Das Gericht entschied über den Einspruch, den die als Sophie Patterson-Spatz identifizierte Frau im Juli letzten Jahres gegen das Urteil eines Pariser Untersuchungsrichters eingelegt hatte, der die Abweisung der Klage angeordnet hatte.
Der Pariser Generalstaatsanwalt Rémy Heitz bestätigte den Schritt in einer Erklärung. Vor einem Jahr, im Januar 2022, hatte die Staatsanwaltschaft bereits angeordnet, das Verfahren einzustellen. Seit seiner Ernennung Mitte 2020 war Darmanin laut Berichten von France 3 Ziel zahlreicher Kritiken, insbesondere aus feministischen Kreisen in Frankreich.
Patterson-Spatz, die die Klage erstmals 2017 einreichte, behauptete, sie sei Opfer von sexueller Belästigung und Vergewaltigung geworden, obwohl sie sich erst nach Darmanins Amtsantritt in der Regierung entschloss, Anzeige zu erstatten.

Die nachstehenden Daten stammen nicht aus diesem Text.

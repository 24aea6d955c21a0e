//! Guard evaluation and bind memoization.
//!
//! Guards are boolean predicates over a [`Scope`]: the (cast) arguments, the
//! cached values of the instance under test, the frame, and the
//! specialization's binds. Binds are helper values computed from the
//! arguments; a [`BindFrame`] memoizes them so each bind runs at most once per
//! dispatch attempt no matter how many guards, cache initializers or bodies
//! read it.
//!
//! # Guard Classification
//!
//! | Reads                               | Kind    | Evaluated            |
//! |-------------------------------------|---------|----------------------|
//! | args, frame, or an arg-derived bind | dynamic | every fast-path hit  |
//! | cached values / static binds only   | static  | slow path only       |
//!
//! Guards that read cached values are evaluated after cache initialization;
//! all others run before it.

use bitflags::bitflags;
use morph_core::{Frame, Value};
use smallvec::SmallVec;
use std::cell::OnceCell;
use std::fmt;
use std::sync::Arc;

static NULL: Value = Value::Null;

bitflags! {
    /// Inputs an expression reads.
    #[derive(Debug, Clone, Copy, PartialEq, Eq, Hash)]
    pub struct Reads: u8 {
        /// Dynamic arguments.
        const ARGS = 1 << 0;
        /// Cached values of the instance.
        const CACHED = 1 << 1;
        /// Bind values.
        const BINDS = 1 << 2;
        /// The invocation frame.
        const FRAME = 1 << 3;
    }
}

/// Whether an expression with the given read set depends on per-call values.
#[inline]
pub(crate) fn reads_dynamic(reads: Reads, binds: &[usize], dynamic_binds: &[bool]) -> bool {
    reads.intersects(Reads::ARGS | Reads::FRAME)
        || binds
            .iter()
            .any(|&b| dynamic_binds.get(b).copied().unwrap_or(false))
}

// =============================================================================
// Bind
// =============================================================================

/// Computes a bind from the arguments and the values of its dependencies.
pub type BindFn = Arc<dyn Fn(&[Value], &[Value]) -> Value + Send + Sync>;

/// A named helper value derived from the arguments.
#[derive(Clone)]
pub struct Bind {
    pub(crate) name: String,
    pub(crate) deps: SmallVec<[usize; 2]>,
    pub(crate) reads_args: bool,
    pub(crate) compute: BindFn,
}

impl Bind {
    /// Declare a bind reading the arguments.
    ///
    /// `compute` receives the arguments and the values of the binds declared
    /// with [`Bind::after`], in that order.
    pub fn new<F>(name: impl Into<String>, compute: F) -> Self
    where
        F: Fn(&[Value], &[Value]) -> Value + Send + Sync + 'static,
    {
        Self {
            name: name.into(),
            deps: SmallVec::new(),
            reads_args: true,
            compute: Arc::new(compute),
        }
    }

    /// Depend on the bind at `index` of the same specialization.
    ///
    /// The dependency must be declared earlier.
    pub fn after(mut self, index: usize) -> Self {
        self.deps.push(index);
        self
    }

    /// Mark this bind as not reading the arguments directly.
    pub fn static_value(mut self) -> Self {
        self.reads_args = false;
        self
    }

    /// Bind name.
    pub fn name(&self) -> &str {
        &self.name
    }

    /// Dependencies.
    pub fn deps(&self) -> &[usize] {
        &self.deps
    }

    /// Whether this bind reads the arguments directly.
    pub fn reads_args(&self) -> bool {
        self.reads_args
    }
}

impl fmt::Debug for Bind {
    fn fmt(&self, f: &mut fmt::Formatter<'_>) -> fmt::Result {
        f.debug_struct("Bind")
            .field("name", &self.name)
            .field("deps", &self.deps)
            .field("reads_args", &self.reads_args)
            .finish_non_exhaustive()
    }
}

/// Per-bind dynamic flag: the bind reads arguments, directly or through an
/// earlier bind.
pub(crate) fn dynamic_binds(binds: &[Bind]) -> Vec<bool> {
    let mut out: Vec<bool> = Vec::with_capacity(binds.len());
    for bind in binds {
        let dynamic = bind.reads_args
            || bind
                .deps
                .iter()
                .any(|&d| out.get(d).copied().unwrap_or(false));
        out.push(dynamic);
    }
    out
}

// =============================================================================
// Guard
// =============================================================================

/// A guard predicate.
pub type GuardFn = Arc<dyn Fn(&Scope<'_>) -> bool + Send + Sync>;

/// A named guard.
#[derive(Clone)]
pub struct Guard {
    pub(crate) name: String,
    pub(crate) reads: Reads,
    pub(crate) binds: SmallVec<[usize; 2]>,
    test: GuardFn,
}

impl Guard {
    /// Declare a guard reading the arguments.
    pub fn new<F>(name: impl Into<String>, test: F) -> Self
    where
        F: Fn(&Scope<'_>) -> bool + Send + Sync + 'static,
    {
        Self {
            name: name.into(),
            reads: Reads::ARGS,
            binds: SmallVec::new(),
            test: Arc::new(test),
        }
    }

    /// Replace the read set.
    pub fn reads(mut self, reads: Reads) -> Self {
        self.reads = reads;
        self
    }

    /// Read the bind at `index`.
    pub fn bind(mut self, index: usize) -> Self {
        self.binds.push(index);
        self.reads |= Reads::BINDS;
        self
    }

    /// Guard name, usually its source expression.
    pub fn name(&self) -> &str {
        &self.name
    }

    /// Declared read set.
    pub fn read_set(&self) -> Reads {
        self.reads
    }

    #[inline]
    pub(crate) fn test(&self, scope: &Scope<'_>) -> bool {
        (self.test)(scope)
    }
}

impl fmt::Debug for Guard {
    fn fmt(&self, f: &mut fmt::Formatter<'_>) -> fmt::Result {
        f.debug_struct("Guard")
            .field("name", &self.name)
            .field("reads", &self.reads)
            .field("binds", &self.binds)
            .finish_non_exhaustive()
    }
}

// =============================================================================
// Bind Frame
// =============================================================================

/// Memoized bind values of one dispatch attempt.
///
/// Every specialization of a table owns a contiguous run of slots starting at
/// its bind base.
pub struct BindFrame {
    slots: SmallVec<[OnceCell<Value>; 8]>,
}

impl BindFrame {
    /// Frame with `len` unevaluated slots.
    pub fn new(len: usize) -> Self {
        Self {
            slots: (0..len).map(|_| OnceCell::new()).collect(),
        }
    }

    /// Number of binds evaluated so far.
    pub fn evaluated(&self) -> usize {
        self.slots.iter().filter(|s| s.get().is_some()).count()
    }

    fn resolve(&self, base: usize, decls: &[Bind], index: usize, args: &[Value]) -> Value {
        let (Some(slot), Some(decl)) = (self.slots.get(base + index), decls.get(index)) else {
            return Value::Null;
        };
        slot.get_or_init(|| {
            let deps: SmallVec<[Value; 4]> = decl
                .deps
                .iter()
                .map(|&d| {
                    if d < index {
                        self.resolve(base, decls, d, args)
                    } else {
                        Value::Null
                    }
                })
                .collect();
            (decl.compute)(args, &deps)
        })
        .clone()
    }
}

impl fmt::Debug for BindFrame {
    fn fmt(&self, f: &mut fmt::Formatter<'_>) -> fmt::Result {
        f.debug_struct("BindFrame")
            .field("slots", &self.slots.len())
            .field("evaluated", &self.evaluated())
            .finish()
    }
}

// =============================================================================
// Scope
// =============================================================================

/// Everything a guard, cache initializer or assumption expression may read.
#[derive(Clone, Copy)]
pub struct Scope<'a> {
    args: &'a [Value],
    cached: &'a [Value],
    frame: Option<&'a Frame>,
    binds: &'a BindFrame,
    bind_base: usize,
    bind_decls: &'a [Bind],
}

impl<'a> Scope<'a> {
    pub(crate) fn new(
        args: &'a [Value],
        frame: Option<&'a Frame>,
        binds: &'a BindFrame,
        bind_base: usize,
        bind_decls: &'a [Bind],
    ) -> Self {
        Self {
            args,
            cached: &[],
            frame,
            binds,
            bind_base,
            bind_decls,
        }
    }

    /// Same scope seeing `cached` as the instance's cached values.
    #[inline]
    pub(crate) fn with_cached(self, cached: &'a [Value]) -> Self {
        Self { cached, ..self }
    }

    /// Argument `index`, or `Null` if absent.
    #[inline]
    pub fn arg(&self, index: usize) -> &'a Value {
        self.args.get(index).unwrap_or(&NULL)
    }

    /// All arguments, after implicit casts.
    #[inline]
    pub fn args(&self) -> &'a [Value] {
        self.args
    }

    /// Cached value `index`, or `Null` if absent.
    #[inline]
    pub fn cached(&self, index: usize) -> &'a Value {
        self.cached.get(index).unwrap_or(&NULL)
    }

    /// Cached values visible to this scope.
    #[inline]
    pub fn cached_values(&self) -> &'a [Value] {
        self.cached
    }

    /// Value of bind `index`, computing it on first use in this attempt.
    #[inline]
    pub fn bind(&self, index: usize) -> Value {
        self.binds
            .resolve(self.bind_base, self.bind_decls, index, self.args)
    }

    /// Invocation frame, if the call carried one.
    #[inline]
    pub fn frame(&self) -> Option<&'a Frame> {
        self.frame
    }
}

impl fmt::Debug for Scope<'_> {
    fn fmt(&self, f: &mut fmt::Formatter<'_>) -> fmt::Result {
        f.debug_struct("Scope")
            .field("args", &self.args)
            .field("cached", &self.cached)
            .field("frame", &self.frame.is_some())
            .finish_non_exhaustive()
    }
}

// =============================================================================
// Tests
// =============================================================================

Sie sagte, Darmanin habe ihr als Gegenleistung für sexuelle Gefälligkeiten Hilfe in Rechtsangelegenheiten versprochen.
In der Anschuldigung heißt es, dass sie zu diesen sexuellen Beziehungen «gezwungen» wurde, weil der heutige Innenminister, der damals für die Rechtsangelegenheiten der Partei Union für eine Volksbewegung zuständig war, seine Macht missbrauchte.
Der Richter, der sich im Juli mit dem Fall befasste, stellte fest, dass «kein Zweifel an der Wahrhaftigkeit ihrer Darstellung besteht», betonte aber auch, dass sie sich «bewusst für sexuelle Beziehungen entschieden hatte, um ihre Klage vor Gericht abweisen zu lassen».
Darmanin, der damals 26 Jahre alt war und sich in einer Textnachricht als «dreckiger Idiot» bezeichnete, könnte «ihre Absichten falsch gedeutet haben, obwohl er zugab, die Situation ausgenutzt zu haben».